Suly merasa heran, rasanya baru kali ini melihat ekspresi Ikbal seperti ini. Suly segera melintasi Ikbal untuk menemui keponakannya. Namun tangan Suly di genggam dan di tarik kasar sehingga dada Suly menabrak tubuh bagian depan Ikbal, sontak Suly hampir menjerit. Namun mulut Ikbal langsung membungkam mulut Suly, mulanya Suly berontak namun lama-lama terdiam menikmati sesuatu yang belum pernah dirasakannya.

Kenyal-kenyal, dingin. Manis dan rasa panas menjalar membakar jiwa, sungguh suatu perasaan yang belum pernah di rasakan sebelumnya.

Seketika Suly sadar dengan apa yang mereka lakukan, itu sudah menyalahi aturan. Ikbal adalah calon besan nya dan setatus suami orang. Suly melepaskan diri dan mundur beberapa langkah dari Ikbal yang mengusap mulutnya yang lembab.

"Anda ini apa-apaan?
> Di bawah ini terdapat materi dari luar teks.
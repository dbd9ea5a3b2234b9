//! Stickers placed by the user.

use std::sync::Arc;

use log::{info, warn};
use serde::{Deserialize, Serialize};

use crate::config::EngineConfig;
use crate::geom::Point3;

use super::decal::{DecalGeometry, DecalProjector, DecalRequest};
use super::error::{AnnotateError, AnnotateResult};
use super::frame::{self, Frame};
use super::picker::{ObjectRef, PickCandidate, PickHit};
use super::scene::{MaterialKind, RenderHandle, SceneNode, SceneSink};
use super::target::TargetMesh;

#[derive(Debug, Copy, Clone, Eq, PartialEq, Hash, Ord, PartialOrd, Serialize, Deserialize)]
pub struct MarkerId(pub u32);

#[derive(Debug, Clone)]
pub struct Marker {
    pub id: MarkerId,
    pub symbol: char,
    pub world_position: Point3,
    /// Target-local position captured at placement; later transform edits do
    /// not move it.
    pub local_position: Point3,
    geometry: Arc<DecalGeometry>,
    render: RenderHandle,
}

impl Marker {
    #[must_use]
    pub fn geometry(&self) -> &Arc<DecalGeometry> {
        &self.geometry
    }

    #[must_use]
    pub fn render_handle(&self) -> RenderHandle {
        self.render
    }

    #[must_use]
    pub fn record(&self) -> MarkerRecord {
        MarkerRecord {
            symbol: self.symbol,
            position: self.local_position,
        }
    }
}

/// Marker reduced to what grading needs.
#[derive(Debug, Clone, Copy, PartialEq, Serialize, Deserialize)]
#[serde(rename_all = "camelCase")]
pub struct MarkerRecord {
    #[serde(alias = "char")]
    pub symbol: char,
    /// Target-local position.
    pub position: Point3,
}

#[derive(Debug, Default)]
pub struct MarkerStore {
    markers: Vec<Marker>,
    next_id: u32,
}

impl MarkerStore {
    #[must_use]
    pub fn new() -> Self {
        Self::default()
    }

    #[must_use]
    pub fn len(&self) -> usize {
        self.markers.len()
    }

    #[must_use]
    pub fn is_empty(&self) -> bool {
        self.markers.is_empty()
    }

    /// Markers in placement order.
    #[must_use]
    pub fn all(&self) -> &[Marker] {
        &self.markers
    }

    #[must_use]
    pub fn get(&self, id: MarkerId) -> Option<&Marker> {
        self.markers.iter().find(|m| m.id == id)
    }

    /// Places a sticker at `hit`. The hit must be on the target itself.
    pub fn place<S: SceneSink + ?Sized>(
        &mut self,
        target: Option<&TargetMesh>,
        hit: &PickHit,
        symbol: char,
        projector: &DecalProjector,
        config: &EngineConfig,
        sink: &mut S,
    ) -> AnnotateResult<MarkerId> {
        let target = target.ok_or(AnnotateError::NoTarget)?;
        if let ObjectRef::Marker(other) = hit.object {
            warn!("refusing to stack a sticker on marker {}", other.0);
            return Err(AnnotateError::MarkerStacking);
        }

        let local_position = frame::to_local(target, hit.point)?;
        let size = config.sticker_extent(target.uniform_scale());
        let request = DecalRequest::square(hit.point, hit.face_normal, size, config.depth_fraction);
        let (geometry, _) = projector.project(target, &request);
        let geometry = Arc::new(geometry);
        let render = sink.attach(SceneNode {
            geometry: Arc::clone(&geometry),
            material: MaterialKind::Sticker { symbol },
        });

        let id = MarkerId(self.next_id);
        self.next_id += 1;
        self.markers.push(Marker {
            id,
            symbol,
            world_position: hit.point,
            local_position,
            geometry,
            render,
        });
        info!("sticker '{symbol}' placed as marker {} at local {local_position:?}", id.0);
        Ok(id)
    }

    /// Removes marker `id` and detaches its render node.
    pub fn erase<S: SceneSink + ?Sized>(&mut self, id: MarkerId, sink: &mut S) -> AnnotateResult<Marker> {
        let index = self
            .markers
            .iter()
            .position(|m| m.id == id)
            .ok_or(AnnotateError::UnknownMarker(id))?;
        let marker = self.markers.remove(index);
        sink.detach(marker.render);
        info!("marker {} erased", id.0);
        Ok(marker)
    }

    /// Erases everything. Returns how many markers were removed.
    pub fn clear<S: SceneSink + ?Sized>(&mut self, sink: &mut S) -> usize {
        let count = self.markers.len();
        for marker in self.markers.drain(..) {
            sink.detach(marker.render);
        }
        count
    }

    /// Marker decals as pick candidates; they live in `target`'s local space.
    #[must_use]
    pub fn pick_candidates<'a>(&'a self, target: &TargetMesh) -> Vec<PickCandidate<'a>> {
        let world = target.world_transform();
        self.markers
            .iter()
            .map(|m| PickCandidate {
                object: ObjectRef::Marker(m.id),
                mesh: &m.geometry.mesh,
                world,
                bvh: None,
            })
            .collect()
    }

    #[must_use]
    pub fn records(&self) -> Vec<MarkerRecord> {
        self.markers.iter().map(Marker::record).collect()
    }
}
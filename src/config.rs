//! Engine tuning knobs.
//!
//! All sizes are expressed in target-local units before the uniform fit scale
//! of the loaded target is applied; see [`EngineConfig::zone_extent`] and
//! friends for the world-space values the engine actually uses.

use serde::{Deserialize, Serialize};
use thiserror::Error;

use crate::geom::Tolerance;

#[derive(Debug, Error, PartialEq)]
pub enum ConfigError {
    #[error("`{field}` must be a finite positive number, got {value}")]
    NotPositive { field: &'static str, value: f64 },
    #[error("`{field}` must lie between 0 and 1, got {value}")]
    OutOfUnitRange { field: &'static str, value: f64 },
    #[error("invalid configuration: {0}")]
    Parse(String),
}

#[derive(Debug, Clone, Copy, PartialEq, Serialize, Deserialize)]
#[serde(rename_all = "camelCase", default)]
pub struct EngineConfig {
    /// Side length of a zone decal.
    pub zone_size: f64,
    /// Side length of a sticker decal before `sticker_scale` is applied.
    pub sticker_size: f64,
    pub sticker_scale: f64,
    /// Fraction of the zone size within which a marker counts as matching.
    pub match_fraction: f64,
    /// Projection box depth as a fraction of the decal width.
    pub depth_fraction: f64,
    /// Lift of the fallback quad along the surface normal.
    pub surface_offset: f64,
    /// Lift of review ghosts along the surface normal.
    pub ghost_offset: f64,
    /// Largest dimension a loaded target is scaled to.
    pub fit_size: f64,
    pub tolerance: f64,
}

impl Default for EngineConfig {
    fn default() -> Self {
        Self {
            zone_size: 0.15,
            sticker_size: 0.25,
            sticker_scale: 0.8,
            match_fraction: 0.8,
            depth_fraction: 0.4,
            surface_offset: 0.02,
            ghost_offset: 0.05,
            fit_size: 4.0,
            tolerance: 1e-9,
        }
    }
}

impl EngineConfig {
    /// Parses a JSON config; absent fields keep their defaults.
    pub fn from_json(text: &str) -> Result<Self, ConfigError> {
        let config: Self = serde_json::from_str(text).map_err(|err| ConfigError::Parse(err.to_string()))?;
        config.validate()?;
        Ok(config)
    }

    pub fn validate(&self) -> Result<(), ConfigError> {
        let positive = [
            ("zoneSize", self.zone_size),
            ("stickerSize", self.sticker_size),
            ("stickerScale", self.sticker_scale),
            ("matchFraction", self.match_fraction),
            ("depthFraction", self.depth_fraction),
            ("fitSize", self.fit_size),
            ("tolerance", self.tolerance),
        ];
        for (field, value) in positive {
            if !value.is_finite() || value <= 0.0 {
                return Err(ConfigError::NotPositive { field, value });
            }
        }
        for (field, value) in [("surfaceOffset", self.surface_offset), ("ghostOffset", self.ghost_offset)] {
            if !value.is_finite() || value < 0.0 {
                return Err(ConfigError::NotPositive { field, value });
            }
        }
        if self.match_fraction > 1.0 {
            return Err(ConfigError::OutOfUnitRange {
                field: "matchFraction",
                value: self.match_fraction,
            });
        }
        Ok(())
    }

    /// World-space side length of a zone decal on a target with `uniform_scale`.
    #[must_use]
    pub fn zone_extent(&self, uniform_scale: f64) -> f64 {
        self.zone_size * uniform_scale
    }

    #[must_use]
    pub fn sticker_extent(&self, uniform_scale: f64) -> f64 {
        self.sticker_size * uniform_scale * self.sticker_scale
    }

    /// Maximum marker distance (target-local units) for a zone to count as matched.
    #[must_use]
    pub fn match_threshold(&self, uniform_scale: f64) -> f64 {
        self.zone_extent(uniform_scale) * self.match_fraction
    }

    #[must_use]
    pub fn tolerance(&self) -> Tolerance {
        Tolerance::new(self.tolerance)
    }
}
//! Grading placed stickers against authored zones.
//!
//! All distances are measured in target-local space, so grading is unaffected
//! by where the target currently sits in the world.

use log::{debug, info};
use serde::Serialize;

use crate::geom::Point3;

use super::markers::{Marker, MarkerRecord};
use super::zones::{ZoneId, ZoneStatus, ZoneStore};

/// Anything that carries a symbol at a target-local position.
pub trait Placement {
    fn symbol(&self) -> char;
    fn local_position(&self) -> Point3;
}

impl Placement for Marker {
    fn symbol(&self) -> char {
        self.symbol
    }

    fn local_position(&self) -> Point3 {
        self.local_position
    }
}

impl Placement for MarkerRecord {
    fn symbol(&self) -> char {
        self.symbol
    }

    fn local_position(&self) -> Point3 {
        self.position
    }
}

#[derive(Debug, Clone, Copy, Default, PartialEq, Eq, Serialize)]
#[serde(rename_all = "camelCase")]
pub struct ValidationReport {
    pub total: usize,
    pub correct: usize,
    pub is_perfect: bool,
}

#[derive(Debug, Clone, Copy, PartialEq, Serialize)]
#[serde(rename_all = "camelCase")]
pub struct ZoneVerdict {
    pub zone_id: ZoneId,
    pub expected_symbol: char,
    pub status: ZoneStatus,
    /// Distance to the nearest marker, if there is any marker at all.
    pub distance: Option<f64>,
    pub marker_symbol: Option<char>,
}

#[derive(Debug, Clone, Default, PartialEq, Serialize)]
#[serde(rename_all = "camelCase")]
pub struct Validation {
    pub report: ValidationReport,
    pub verdicts: Vec<ZoneVerdict>,
}

/// Grades every zone against its nearest placement and stores the outcome as
/// the zone's last status.
///
/// A zone is `Correct` when the nearest placement lies within `threshold` and
/// carries the expected symbol, `WrongSymbol` when it lies within `threshold`
/// with another symbol, and `Missing` otherwise. Equidistant placements
/// resolve to the one that comes first in `placements`.
pub fn validate<P: Placement>(zones: &mut ZoneStore, placements: &[P], threshold: f64) -> Validation {
    let mut verdicts = Vec::with_capacity(zones.len());
    let mut correct = 0;

    for zone in zones.zones_mut() {
        let mut nearest: Option<(f64, char)> = None;
        for placement in placements {
            let d = placement.local_position().distance_to(zone.local_position);
            if nearest.is_none_or(|(best, _)| d < best) {
                nearest = Some((d, placement.symbol()));
            }
        }

        let status = match nearest {
            Some((d, symbol)) if d <= threshold => {
                if symbol == zone.expected_symbol {
                    correct += 1;
                    ZoneStatus::Correct
                } else {
                    ZoneStatus::WrongSymbol
                }
            }
            _ => ZoneStatus::Missing,
        };
        zone.last_status = status;

        match nearest {
            Some((d, symbol)) => debug!(
                "zone {} ('{}'): {status:?}, nearest '{symbol}' at {d:.3}",
                zone.id.0, zone.expected_symbol
            ),
            None => debug!("zone {} ('{}'): no stickers placed", zone.id.0, zone.expected_symbol),
        }

        verdicts.push(ZoneVerdict {
            zone_id: zone.id,
            expected_symbol: zone.expected_symbol,
            status,
            distance: nearest.map(|(d, _)| d),
            marker_symbol: nearest.map(|(_, s)| s),
        });
    }

    let total = verdicts.len();
    let report = ValidationReport {
        total,
        correct,
        is_perfect: total > 0 && correct == total,
    };
    info!("validation: {correct}/{total} zones correct (threshold {threshold:.4})");
    Validation { report, verdicts }
}
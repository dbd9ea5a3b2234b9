//! Ray and triangle primitives shared by picking and decal projection.

use super::{Point3, Tolerance, Transform, Vec3};

#[derive(Debug, Clone, Copy, PartialEq)]
pub struct Triangle3 {
    pub a: Point3,
    pub b: Point3,
    pub c: Point3,
}

impl Triangle3 {
    #[must_use]
    pub const fn new(a: Point3, b: Point3, c: Point3) -> Self {
        Self { a, b, c }
    }

    /// Unnormalized face normal (counter-clockwise winding).
    #[must_use]
    pub fn normal(self) -> Vec3 {
        self.b.sub_point(self.a).cross(self.c.sub_point(self.a))
    }

    #[must_use]
    pub fn unit_normal(self) -> Option<Vec3> {
        self.normal().normalized()
    }

    #[must_use]
    pub fn area(self) -> f64 {
        self.normal().length() * 0.5
    }

    #[must_use]
    pub fn transformed(self, t: Transform) -> Self {
        Self::new(t.apply_point(self.a), t.apply_point(self.b), t.apply_point(self.c))
    }
}

/// Half-line `origin + t * direction`, `t >= 0`.
#[derive(Debug, Clone, Copy, PartialEq)]
pub struct Ray3 {
    pub origin: Point3,
    pub direction: Vec3,
}

impl Ray3 {
    /// Builds a ray with a normalized direction. `None` for a zero direction.
    #[must_use]
    pub fn new(origin: Point3, direction: Vec3) -> Option<Self> {
        Some(Self {
            origin,
            direction: direction.normalized()?,
        })
    }

    #[must_use]
    pub fn at(self, t: f64) -> Point3 {
        self.origin + self.direction * t
    }

    /// The same ray expressed in another frame. The direction is left
    /// unnormalized so that ray parameters stay comparable across frames.
    #[must_use]
    pub fn transformed(self, t: Transform) -> Self {
        Self {
            origin: t.apply_point(self.origin),
            direction: t.apply_vec(self.direction),
        }
    }
}

#[derive(Debug, Clone, Copy, PartialEq)]
pub struct RayHit {
    pub t: f64,
    pub u: f64,
    pub v: f64,
}

/// Möller–Trumbore ray/triangle test. Hits behind the origin are rejected;
/// both triangle faces count.
#[must_use]
pub fn ray_triangle_intersection(
    origin: Point3,
    dir: Vec3,
    tri: Triangle3,
    tol: Tolerance,
) -> Option<RayHit> {
    let edge1 = tri.b.sub_point(tri.a);
    let edge2 = tri.c.sub_point(tri.a);
    let h = dir.cross(edge2);
    let det = edge1.dot(h);
    let det_eps = tol.eps * edge1.length() * h.length();
    if !det.is_finite() || det.abs() <= det_eps {
        return None;
    }

    let inv_det = 1.0 / det;
    let s = origin.sub_point(tri.a);
    let u = inv_det * s.dot(h);
    let uv_eps = tol.eps;
    if u < -uv_eps || u > 1.0 + uv_eps {
        return None;
    }

    let q = s.cross(edge1);
    let v = inv_det * dir.dot(q);
    if v < -uv_eps || u + v > 1.0 + uv_eps {
        return None;
    }

    let t = inv_det * edge2.dot(q);
    if !t.is_finite() {
        return None;
    }
    if t < -tol.eps {
        return None;
    }

    Some(RayHit { t, u, v })
}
Anda sangat kurang ajar dan telah melecehkan saya," ucap Suly menunjuk pria paruh baya itu tapi masih tampak gagah dan berwibawa, yang dengan tenangnya tersenyum puas.

"Awas saya akan adukan pada istri anda," ancam Suly dengan jari masih menunjuk wajah Ikbal.

Ikbal maju selangkah mendekati Suly, seolah berbisik di telinganya. "Kau boleh adukan saja, silahkan. Tapi saya yang akan lebih dipercaya oleh istri saya, dan ingatlah kau juga sangat menikmati sentuhan saya barusan." Menyeringai penuh kemenangan, tatapannya begitu tajam di ibarat singa yang siap menerkam mangsanya.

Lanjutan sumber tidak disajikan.